He notes that to collect the information, the Pentagon outsourced the project to at least two private database firms, Student Marketing Group and American Students List. Both companies, says von Breichenruchardt, have been under scrutiny by the Federal Trade Commission for either improperly collecting data or for illegally leaking or distributing data.
The project may have been turned over to private companies to delay public scrutiny and sidestep disclosure provisions of federal privacy laws. It took three years for the Pentagon to admit publicly that it was compiling the database.
Privacy advocates and civil liberties organizations have called on the Pentagon to dump the database. Several groups formed the Dump the Database Coalition and have gathered the signatures of more than 100 national, state, and local organizations on a letter to Defense Secretary Donald Rumsfeld.
Lillie Coney of the Electronic Privacy Information Center, a member of the coalition, adds that the information may ultimately be used for purposes unrelated to military recruitment. For example, if someone included in the database sought federal employment some time in the future, their entire personal history might be available to employment screeners without any disclosure to the applicant.
Pentagon spokespersons say that this database is crucial to military recruitment.

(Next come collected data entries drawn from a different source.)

//! Client-side form state as a plain value plus a reducer.
//!
//! Every update goes through [`reduce`], which takes the current state by
//! value and returns the next one. Nothing here can fail: unknown field
//! names and out-of-range indices leave the state unchanged.

use base64::{engine::general_purpose, Engine as _};
use reqwest::Client;
use tracing::{info, warn};
use uuid::Uuid;

use crate::composer::{self, OutboundMessage};
use crate::models::{FormField, MeasurementSubmission, Room, RoomField, SendTelegramRequest};

/// An attached image. Dropping it releases its bytes; the form never keeps a
/// photo (or any preview derived from it) after removal.
#[derive(Debug, Clone, PartialEq)]
pub struct Photo {
    pub file_name: String,
    pub mime: String,
    pub bytes: Vec<u8>,
}

impl Photo {
    pub fn new(file_name: impl Into<String>, mime: impl Into<String>, bytes: Vec<u8>) -> Self {
        Photo {
            file_name: file_name.into(),
            mime: mime.into(),
            bytes,
        }
    }

    pub fn to_data_url(&self) -> String {
        format!("data:{};base64,{}", self.mime, general_purpose::STANDARD.encode(&self.bytes))
    }
}

#[derive(Debug, Clone, PartialEq)]
pub struct RoomDraft {
    pub id: Uuid,
    pub name: String,
    pub area: String,
    pub perimeter: String,
    pub canvas: String,
    pub comment: String,
    pub photos: Vec<Photo>,
}

impl RoomDraft {
    fn new() -> Self {
        RoomDraft {
            id: Uuid::new_v4(),
            name: String::new(),
            area: String::new(),
            perimeter: String::new(),
            canvas: String::new(),
            comment: String::new(),
            photos: Vec::new(),
        }
    }

    fn field_mut(&mut self, field: RoomField) -> &mut String {
        match field {
            RoomField::Name => &mut self.name,
            RoomField::Area => &mut self.area,
            RoomField::Perimeter => &mut self.perimeter,
            RoomField::Canvas => &mut self.canvas,
            RoomField::Comment => &mut self.comment,
        }
    }

    fn to_room(&self) -> Room {
        Room {
            id: self.id,
            name: self.name.clone(),
            area: self.area.clone(),
            perimeter: self.perimeter.clone(),
            canvas: self.canvas.clone(),
            comment: self.comment.clone(),
            photos: self.photos.iter().map(Photo::to_data_url).collect(),
        }
    }
}

#[derive(Debug, Clone, Default, PartialEq)]
pub struct FormState {
    /// Text fields. Its `photos` and `rooms` stay empty; attachments live below.
    pub fields: MeasurementSubmission,
    pub photos: Vec<Photo>,
    pub rooms: Vec<RoomDraft>,
}

#[derive(Debug, Clone)]
pub enum FormAction {
    SetField { field: FormField, value: String },
    AddPhotos(Vec<Photo>),
    RemovePhoto(usize),
    AddRoom,
    RemoveRoom(Uuid),
    SetRoomField { room: Uuid, field: RoomField, value: String },
    AddRoomPhotos { room: Uuid, photos: Vec<Photo> },
    RemoveRoomPhoto { room: Uuid, index: usize },
    Reset,
}

impl FormAction {
    /// Builds a field update from the input's `name` attribute.
    pub fn set(name: &str, value: impl Into<String>) -> Option<FormAction> {
        let field = name.parse::<FormField>().ok()?;
        Some(FormAction::SetField { field, value: value.into() })
    }

    pub fn set_room(room: Uuid, name: &str, value: impl Into<String>) -> Option<FormAction> {
        let field = name.parse::<RoomField>().ok()?;
        Some(FormAction::SetRoomField { room, field, value: value.into() })
    }
}

pub fn reduce(mut state: FormState, action: FormAction) -> FormState {
    match action {
        FormAction::SetField { field, value } => {
            *state.fields.field_mut(field) = value;
        }
        FormAction::AddPhotos(photos) => state.photos.extend(photos),
        FormAction::RemovePhoto(index) => {
            if index < state.photos.len() {
                state.photos.remove(index);
            }
        }
        FormAction::AddRoom => state.rooms.push(RoomDraft::new()),
        FormAction::RemoveRoom(id) => state.rooms.retain(|r| r.id != id),
        FormAction::SetRoomField { room, field, value } => {
            if let Some(r) = state.rooms.iter_mut().find(|r| r.id == room) {
                *r.field_mut(field) = value;
            }
        }
        FormAction::AddRoomPhotos { room, photos } => {
            if let Some(r) = state.rooms.iter_mut().find(|r| r.id == room) {
                r.photos.extend(photos);
            }
        }
        FormAction::RemoveRoomPhoto { room, index } => {
            if let Some(r) = state.rooms.iter_mut().find(|r| r.id == room) {
                if index < r.photos.len() {
                    r.photos.remove(index);
                }
            }
        }
        FormAction::Reset => return FormState::default(),
    }
    state
}

impl FormState {
    pub fn to_submission(&self) -> MeasurementSubmission {
        MeasurementSubmission {
            photos: self.photos.iter().map(Photo::to_data_url).collect(),
            rooms: self.rooms.iter().map(RoomDraft::to_room).collect(),
            ..self.fields.clone()
        }
    }

    pub fn compose(&self) -> OutboundMessage {
        composer::compose(&self.to_submission())
    }

    pub fn payload(&self) -> SendTelegramRequest {
        self.compose().into()
    }
}

#[derive(Debug, Clone, Copy, PartialEq, Eq)]
pub enum SubmitOutcome {
    Sent,
    Failed,
}

/// Posts a form to the send endpoint. Mirrors what the browser does: one
/// request, one success/failure toast.
pub struct FormClient {
    client: Client,
    endpoint: String,
}

impl FormClient {
    pub fn new(client: Client, base_url: &str) -> Self {
        FormClient {
            client,
            endpoint: format!("{}/api/send-telegram", base_url.trim_end_matches('/')),
        }
    }

    /// On success the returned state is the reset form; on failure the
    /// entered data is kept so the user can retry.
    pub async fn submit(&self, state: FormState) -> (SubmitOutcome, FormState) {
        let payload = state.payload();

        let result = self.client.post(&self.endpoint).json(&payload).send().await;
        match result {
            Ok(resp) if resp.status().is_success() => {
                info!(photos = payload.photos.len(), "measurement submitted");
                (SubmitOutcome::Sent, reduce(state, FormAction::Reset))
            }
            Ok(resp) => {
                warn!(status = resp.status().as_u16(), "measurement submission rejected");
                (SubmitOutcome::Failed, state)
            }
            Err(e) => {
                warn!(error = %e, "measurement submission failed");
                (SubmitOutcome::Failed, state)
            }
        }
    }
}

David Chu of the Pentagon claims the project is legal and told Agence France-Press that recruitment 'is critical to the success of the volunteer force.'
Chu added that, 'If you don't want conscription, you have to give the Department of Defense an avenue to contact people.'
Michael D. Ostrolenk, national director of the Liberty Coalition, which also opposes repressive measures in the USA PATRIOT Act, expressed concern about Chu’s remarks to AFP. 'This is a strange statement coming from the military,' Osterlenk said. Chu seems to be offering the 'strange choice' of either surrendering privacy rights or be denied freedom from the draft, he remarked.
Osterlenk also posed the possibility that the JAMRS database may be used to facilitate a future draft anyway by providing critical private information about training, education, skills, and experiences to military recruiters.
A database that targets potential recruits could make a draft more selective, whereas in the past draftees were randomly chosen by lottery.
The targeting of young people by military recruiters without disclosure of how the government got hold of the information worries Angela Kelly of the Student Peace Action Network. 'Young people are concerned that military recruitment is being targeted at them without their consent or knowledge.'
Youth activist Oscar Castro of the American Friends Service Committee charged that the database project will only increase serious problems with military recruitment fraud. JAMRS 'facilitates enlistment under false pretenses,' he pointed out.
A report last May in the New York Times revealed several instances where military recruiters bent rules, even broke laws to enlist unsuspecting recruits fraudulently for military service.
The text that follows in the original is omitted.